+++ Records for the exercise +++

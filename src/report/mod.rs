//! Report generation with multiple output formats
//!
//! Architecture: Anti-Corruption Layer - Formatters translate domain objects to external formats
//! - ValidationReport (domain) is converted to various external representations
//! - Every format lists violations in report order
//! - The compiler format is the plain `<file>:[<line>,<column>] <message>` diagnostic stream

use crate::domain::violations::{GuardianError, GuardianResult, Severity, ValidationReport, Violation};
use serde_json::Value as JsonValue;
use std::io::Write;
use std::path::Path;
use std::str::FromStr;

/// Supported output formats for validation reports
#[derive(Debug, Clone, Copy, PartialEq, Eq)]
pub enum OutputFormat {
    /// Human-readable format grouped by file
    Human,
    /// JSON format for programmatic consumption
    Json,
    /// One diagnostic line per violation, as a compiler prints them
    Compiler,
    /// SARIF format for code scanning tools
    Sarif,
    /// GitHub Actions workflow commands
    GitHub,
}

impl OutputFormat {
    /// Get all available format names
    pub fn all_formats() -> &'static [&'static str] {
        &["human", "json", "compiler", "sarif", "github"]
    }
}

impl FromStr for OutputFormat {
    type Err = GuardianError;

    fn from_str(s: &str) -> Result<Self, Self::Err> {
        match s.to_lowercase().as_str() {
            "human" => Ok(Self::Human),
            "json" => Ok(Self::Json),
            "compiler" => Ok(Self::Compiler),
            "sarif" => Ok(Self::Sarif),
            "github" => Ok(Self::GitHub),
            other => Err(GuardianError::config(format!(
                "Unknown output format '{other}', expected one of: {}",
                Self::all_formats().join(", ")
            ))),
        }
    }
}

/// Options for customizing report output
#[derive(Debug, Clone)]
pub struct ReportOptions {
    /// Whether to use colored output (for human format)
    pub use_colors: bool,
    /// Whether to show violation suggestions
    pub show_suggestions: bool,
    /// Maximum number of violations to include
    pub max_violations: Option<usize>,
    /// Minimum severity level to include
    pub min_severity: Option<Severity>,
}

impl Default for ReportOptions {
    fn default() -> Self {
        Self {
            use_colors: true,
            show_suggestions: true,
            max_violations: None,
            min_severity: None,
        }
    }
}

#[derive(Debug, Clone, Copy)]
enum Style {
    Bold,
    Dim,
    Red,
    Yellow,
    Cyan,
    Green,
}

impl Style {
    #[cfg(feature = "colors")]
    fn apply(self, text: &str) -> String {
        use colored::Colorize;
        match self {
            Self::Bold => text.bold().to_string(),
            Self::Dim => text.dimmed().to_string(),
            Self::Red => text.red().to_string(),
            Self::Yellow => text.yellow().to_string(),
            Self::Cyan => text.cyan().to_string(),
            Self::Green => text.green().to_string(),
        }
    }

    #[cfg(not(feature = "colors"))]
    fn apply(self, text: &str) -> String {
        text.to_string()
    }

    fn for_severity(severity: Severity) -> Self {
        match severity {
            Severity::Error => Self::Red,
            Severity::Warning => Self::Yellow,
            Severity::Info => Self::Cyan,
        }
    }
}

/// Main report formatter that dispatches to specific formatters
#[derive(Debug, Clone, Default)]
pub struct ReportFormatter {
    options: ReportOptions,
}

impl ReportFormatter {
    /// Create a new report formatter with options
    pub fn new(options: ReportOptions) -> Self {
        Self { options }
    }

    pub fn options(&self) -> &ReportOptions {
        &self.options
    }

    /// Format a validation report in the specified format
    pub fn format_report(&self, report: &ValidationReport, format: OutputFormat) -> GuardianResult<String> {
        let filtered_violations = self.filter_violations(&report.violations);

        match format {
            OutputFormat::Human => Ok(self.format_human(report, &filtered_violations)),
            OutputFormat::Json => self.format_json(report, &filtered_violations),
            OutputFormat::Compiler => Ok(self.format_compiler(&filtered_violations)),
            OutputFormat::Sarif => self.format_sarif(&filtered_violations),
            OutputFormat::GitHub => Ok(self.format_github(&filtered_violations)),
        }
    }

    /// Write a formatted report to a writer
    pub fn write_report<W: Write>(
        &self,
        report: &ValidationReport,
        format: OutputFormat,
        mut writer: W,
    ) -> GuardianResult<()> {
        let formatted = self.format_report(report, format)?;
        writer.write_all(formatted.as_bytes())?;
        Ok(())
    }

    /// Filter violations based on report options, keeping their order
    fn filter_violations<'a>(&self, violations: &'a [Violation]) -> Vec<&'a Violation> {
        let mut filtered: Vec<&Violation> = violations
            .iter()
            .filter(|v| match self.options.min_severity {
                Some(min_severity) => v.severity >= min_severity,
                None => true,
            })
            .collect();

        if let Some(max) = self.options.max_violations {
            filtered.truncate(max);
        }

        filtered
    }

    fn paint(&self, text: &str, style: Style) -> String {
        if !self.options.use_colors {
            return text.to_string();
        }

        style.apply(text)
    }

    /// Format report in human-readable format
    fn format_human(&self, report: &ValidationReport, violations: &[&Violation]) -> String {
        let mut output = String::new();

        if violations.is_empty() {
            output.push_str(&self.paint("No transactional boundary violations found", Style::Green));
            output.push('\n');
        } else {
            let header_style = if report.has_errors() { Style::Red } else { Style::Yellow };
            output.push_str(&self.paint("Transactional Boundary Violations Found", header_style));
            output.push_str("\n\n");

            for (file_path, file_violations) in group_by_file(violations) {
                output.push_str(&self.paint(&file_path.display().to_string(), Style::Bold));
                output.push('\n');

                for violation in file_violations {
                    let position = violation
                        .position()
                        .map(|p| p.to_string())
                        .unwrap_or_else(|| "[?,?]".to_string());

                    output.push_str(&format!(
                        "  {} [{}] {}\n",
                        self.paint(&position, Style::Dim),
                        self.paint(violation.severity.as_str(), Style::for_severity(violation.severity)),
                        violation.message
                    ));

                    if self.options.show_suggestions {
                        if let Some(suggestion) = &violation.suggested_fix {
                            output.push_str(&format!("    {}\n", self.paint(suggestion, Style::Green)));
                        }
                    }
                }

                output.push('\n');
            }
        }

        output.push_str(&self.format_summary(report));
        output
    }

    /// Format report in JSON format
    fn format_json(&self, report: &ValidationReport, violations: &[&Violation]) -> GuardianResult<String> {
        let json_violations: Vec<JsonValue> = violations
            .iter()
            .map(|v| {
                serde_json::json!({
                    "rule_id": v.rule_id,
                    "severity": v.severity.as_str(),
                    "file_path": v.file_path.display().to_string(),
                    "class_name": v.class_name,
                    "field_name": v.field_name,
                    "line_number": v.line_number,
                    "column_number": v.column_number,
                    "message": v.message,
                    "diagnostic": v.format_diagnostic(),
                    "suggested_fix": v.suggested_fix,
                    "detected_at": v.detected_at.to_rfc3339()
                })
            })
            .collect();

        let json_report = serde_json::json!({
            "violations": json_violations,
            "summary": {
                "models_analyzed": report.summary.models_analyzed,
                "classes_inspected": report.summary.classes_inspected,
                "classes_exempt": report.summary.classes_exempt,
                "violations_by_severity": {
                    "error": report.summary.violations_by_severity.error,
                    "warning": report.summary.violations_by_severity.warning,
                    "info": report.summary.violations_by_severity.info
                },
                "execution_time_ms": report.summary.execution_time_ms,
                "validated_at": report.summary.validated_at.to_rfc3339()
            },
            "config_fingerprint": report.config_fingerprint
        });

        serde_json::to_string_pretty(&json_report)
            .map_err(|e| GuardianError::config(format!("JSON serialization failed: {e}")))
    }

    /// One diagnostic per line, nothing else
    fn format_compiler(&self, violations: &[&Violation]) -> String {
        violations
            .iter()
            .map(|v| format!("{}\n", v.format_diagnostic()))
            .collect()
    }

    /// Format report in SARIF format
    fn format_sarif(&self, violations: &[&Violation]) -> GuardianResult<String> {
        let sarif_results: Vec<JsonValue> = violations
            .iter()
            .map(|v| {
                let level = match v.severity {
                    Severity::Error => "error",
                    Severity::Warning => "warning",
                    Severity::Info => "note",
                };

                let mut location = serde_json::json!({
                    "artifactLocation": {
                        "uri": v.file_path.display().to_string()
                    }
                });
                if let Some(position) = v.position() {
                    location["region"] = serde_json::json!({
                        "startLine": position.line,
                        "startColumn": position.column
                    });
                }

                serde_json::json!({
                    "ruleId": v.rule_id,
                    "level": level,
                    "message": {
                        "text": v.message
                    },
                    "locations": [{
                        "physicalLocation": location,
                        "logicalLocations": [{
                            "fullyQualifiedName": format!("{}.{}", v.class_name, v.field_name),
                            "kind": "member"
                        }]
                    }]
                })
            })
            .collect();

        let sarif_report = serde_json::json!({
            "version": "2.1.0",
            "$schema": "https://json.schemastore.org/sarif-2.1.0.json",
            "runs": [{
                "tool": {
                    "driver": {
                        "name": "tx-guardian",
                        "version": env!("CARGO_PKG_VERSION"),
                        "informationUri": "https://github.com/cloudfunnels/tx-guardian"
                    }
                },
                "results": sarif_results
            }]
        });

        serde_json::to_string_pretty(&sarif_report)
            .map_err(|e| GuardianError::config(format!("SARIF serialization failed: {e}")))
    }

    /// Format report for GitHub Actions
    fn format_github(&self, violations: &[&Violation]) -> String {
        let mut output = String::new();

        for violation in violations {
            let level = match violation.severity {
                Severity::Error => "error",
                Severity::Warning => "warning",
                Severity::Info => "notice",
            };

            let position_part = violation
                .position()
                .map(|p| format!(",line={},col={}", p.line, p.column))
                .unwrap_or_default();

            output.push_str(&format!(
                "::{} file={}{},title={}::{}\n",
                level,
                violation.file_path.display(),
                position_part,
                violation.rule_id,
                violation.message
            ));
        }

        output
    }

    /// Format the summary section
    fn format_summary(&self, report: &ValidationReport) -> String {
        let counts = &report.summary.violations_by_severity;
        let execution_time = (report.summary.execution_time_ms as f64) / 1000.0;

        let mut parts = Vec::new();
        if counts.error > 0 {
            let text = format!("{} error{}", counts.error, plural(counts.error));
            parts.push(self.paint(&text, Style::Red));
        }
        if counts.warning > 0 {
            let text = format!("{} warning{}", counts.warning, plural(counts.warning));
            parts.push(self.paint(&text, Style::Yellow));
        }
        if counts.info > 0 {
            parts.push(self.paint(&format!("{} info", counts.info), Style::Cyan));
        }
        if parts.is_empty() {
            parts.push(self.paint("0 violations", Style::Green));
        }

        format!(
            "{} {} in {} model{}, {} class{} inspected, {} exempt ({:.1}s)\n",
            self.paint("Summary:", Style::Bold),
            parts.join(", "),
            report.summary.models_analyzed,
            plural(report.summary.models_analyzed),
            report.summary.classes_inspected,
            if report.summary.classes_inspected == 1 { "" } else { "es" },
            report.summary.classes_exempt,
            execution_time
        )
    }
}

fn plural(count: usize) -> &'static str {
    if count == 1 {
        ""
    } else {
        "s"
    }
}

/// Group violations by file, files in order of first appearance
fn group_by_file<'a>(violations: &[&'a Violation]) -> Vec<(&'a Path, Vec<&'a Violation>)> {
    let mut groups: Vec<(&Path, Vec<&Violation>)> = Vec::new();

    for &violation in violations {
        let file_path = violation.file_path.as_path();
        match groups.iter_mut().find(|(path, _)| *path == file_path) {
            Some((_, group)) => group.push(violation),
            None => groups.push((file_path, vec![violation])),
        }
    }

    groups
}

+++
+++ Records for the exercise +++

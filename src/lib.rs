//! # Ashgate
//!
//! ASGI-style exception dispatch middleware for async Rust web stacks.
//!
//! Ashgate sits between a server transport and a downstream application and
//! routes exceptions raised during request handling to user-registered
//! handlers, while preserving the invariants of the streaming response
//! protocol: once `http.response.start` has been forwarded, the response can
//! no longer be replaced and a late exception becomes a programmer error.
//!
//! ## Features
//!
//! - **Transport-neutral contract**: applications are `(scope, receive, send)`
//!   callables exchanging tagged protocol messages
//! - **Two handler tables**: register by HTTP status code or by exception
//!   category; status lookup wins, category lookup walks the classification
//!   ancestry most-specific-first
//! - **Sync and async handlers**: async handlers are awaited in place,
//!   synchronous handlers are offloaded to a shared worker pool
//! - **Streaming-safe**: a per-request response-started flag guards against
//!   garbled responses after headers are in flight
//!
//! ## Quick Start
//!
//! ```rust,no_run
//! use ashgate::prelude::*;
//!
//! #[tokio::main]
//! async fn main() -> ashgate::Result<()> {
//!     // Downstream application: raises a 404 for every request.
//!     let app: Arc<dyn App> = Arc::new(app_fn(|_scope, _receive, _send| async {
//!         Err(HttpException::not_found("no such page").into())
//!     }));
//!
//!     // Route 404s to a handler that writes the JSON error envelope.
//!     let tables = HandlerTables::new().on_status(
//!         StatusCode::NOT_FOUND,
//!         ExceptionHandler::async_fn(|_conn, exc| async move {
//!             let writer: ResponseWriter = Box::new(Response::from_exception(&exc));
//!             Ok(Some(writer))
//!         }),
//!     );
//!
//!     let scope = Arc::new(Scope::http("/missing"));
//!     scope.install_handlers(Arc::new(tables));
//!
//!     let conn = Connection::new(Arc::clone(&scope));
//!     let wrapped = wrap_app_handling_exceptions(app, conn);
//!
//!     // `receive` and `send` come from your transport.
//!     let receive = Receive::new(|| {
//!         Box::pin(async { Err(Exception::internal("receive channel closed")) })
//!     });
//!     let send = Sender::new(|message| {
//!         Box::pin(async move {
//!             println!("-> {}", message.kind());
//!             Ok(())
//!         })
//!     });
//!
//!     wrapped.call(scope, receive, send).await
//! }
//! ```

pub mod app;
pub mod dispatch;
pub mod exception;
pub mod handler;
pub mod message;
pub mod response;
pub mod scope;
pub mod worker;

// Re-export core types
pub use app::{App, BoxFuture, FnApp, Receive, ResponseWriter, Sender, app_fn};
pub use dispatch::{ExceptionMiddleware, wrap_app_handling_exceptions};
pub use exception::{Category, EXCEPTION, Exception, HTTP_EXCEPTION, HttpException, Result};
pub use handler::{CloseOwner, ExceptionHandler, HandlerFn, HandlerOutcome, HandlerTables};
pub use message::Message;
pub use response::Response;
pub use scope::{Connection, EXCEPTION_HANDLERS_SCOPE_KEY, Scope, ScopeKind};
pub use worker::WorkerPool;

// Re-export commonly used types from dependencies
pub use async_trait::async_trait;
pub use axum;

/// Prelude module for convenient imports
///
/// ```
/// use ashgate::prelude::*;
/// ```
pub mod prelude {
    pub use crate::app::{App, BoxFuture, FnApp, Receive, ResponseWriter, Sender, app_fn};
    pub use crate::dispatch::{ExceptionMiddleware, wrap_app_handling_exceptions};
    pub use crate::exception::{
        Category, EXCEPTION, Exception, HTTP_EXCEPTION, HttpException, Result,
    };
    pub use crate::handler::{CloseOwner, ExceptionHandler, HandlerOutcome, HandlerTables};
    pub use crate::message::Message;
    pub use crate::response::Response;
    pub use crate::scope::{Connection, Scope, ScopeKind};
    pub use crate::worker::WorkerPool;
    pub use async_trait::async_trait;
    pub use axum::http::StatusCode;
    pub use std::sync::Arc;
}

+++
+++ Records for the exercise +++

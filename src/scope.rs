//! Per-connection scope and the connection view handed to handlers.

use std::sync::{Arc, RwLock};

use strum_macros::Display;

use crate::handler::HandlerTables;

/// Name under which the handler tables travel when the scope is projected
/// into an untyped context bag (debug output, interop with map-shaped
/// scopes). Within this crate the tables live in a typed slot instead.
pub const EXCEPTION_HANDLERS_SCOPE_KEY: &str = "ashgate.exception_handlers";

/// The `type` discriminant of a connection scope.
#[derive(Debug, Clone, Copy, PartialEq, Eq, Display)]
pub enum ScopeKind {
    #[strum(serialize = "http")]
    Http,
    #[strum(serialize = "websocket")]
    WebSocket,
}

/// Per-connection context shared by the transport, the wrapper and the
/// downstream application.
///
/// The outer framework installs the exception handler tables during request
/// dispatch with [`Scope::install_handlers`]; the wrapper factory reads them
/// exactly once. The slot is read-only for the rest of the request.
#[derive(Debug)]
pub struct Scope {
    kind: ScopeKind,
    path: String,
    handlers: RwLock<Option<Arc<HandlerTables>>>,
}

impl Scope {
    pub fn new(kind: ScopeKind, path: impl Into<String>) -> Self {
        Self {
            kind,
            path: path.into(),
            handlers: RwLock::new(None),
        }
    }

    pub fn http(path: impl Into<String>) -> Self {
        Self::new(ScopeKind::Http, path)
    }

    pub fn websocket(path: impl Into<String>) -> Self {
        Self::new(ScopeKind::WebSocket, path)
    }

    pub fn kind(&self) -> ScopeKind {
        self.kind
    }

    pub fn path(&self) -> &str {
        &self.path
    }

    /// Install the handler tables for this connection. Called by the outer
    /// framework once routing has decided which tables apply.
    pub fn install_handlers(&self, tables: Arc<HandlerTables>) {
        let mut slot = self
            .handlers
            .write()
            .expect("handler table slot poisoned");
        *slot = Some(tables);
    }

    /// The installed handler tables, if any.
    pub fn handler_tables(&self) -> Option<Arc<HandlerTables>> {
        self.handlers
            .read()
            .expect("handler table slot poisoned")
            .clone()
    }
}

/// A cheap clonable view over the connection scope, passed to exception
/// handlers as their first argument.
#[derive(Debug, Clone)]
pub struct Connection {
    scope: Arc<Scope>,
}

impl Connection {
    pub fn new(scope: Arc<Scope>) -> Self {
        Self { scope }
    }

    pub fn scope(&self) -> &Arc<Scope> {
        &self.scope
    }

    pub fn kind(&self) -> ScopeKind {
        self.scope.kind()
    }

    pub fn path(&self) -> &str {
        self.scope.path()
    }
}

+++

Look above for the line holding "filename src/report/mod.rs" and the line holding "- The compiler". Retype both, and every line between them, word for word and nothing else.

• Reply to the exercise
filename src/report/mod.rs
//! Report generation with multiple output formats
//!
//! Architecture: Anti-Corruption Layer - Formatters translate domain objects to external formats
//! - ValidationReport (domain) is converted to various external representations
//! - Every format lists violations in report order
//! - The compiler format is the plain `<file>:[<line>,<column>] <message>` diagnostic stream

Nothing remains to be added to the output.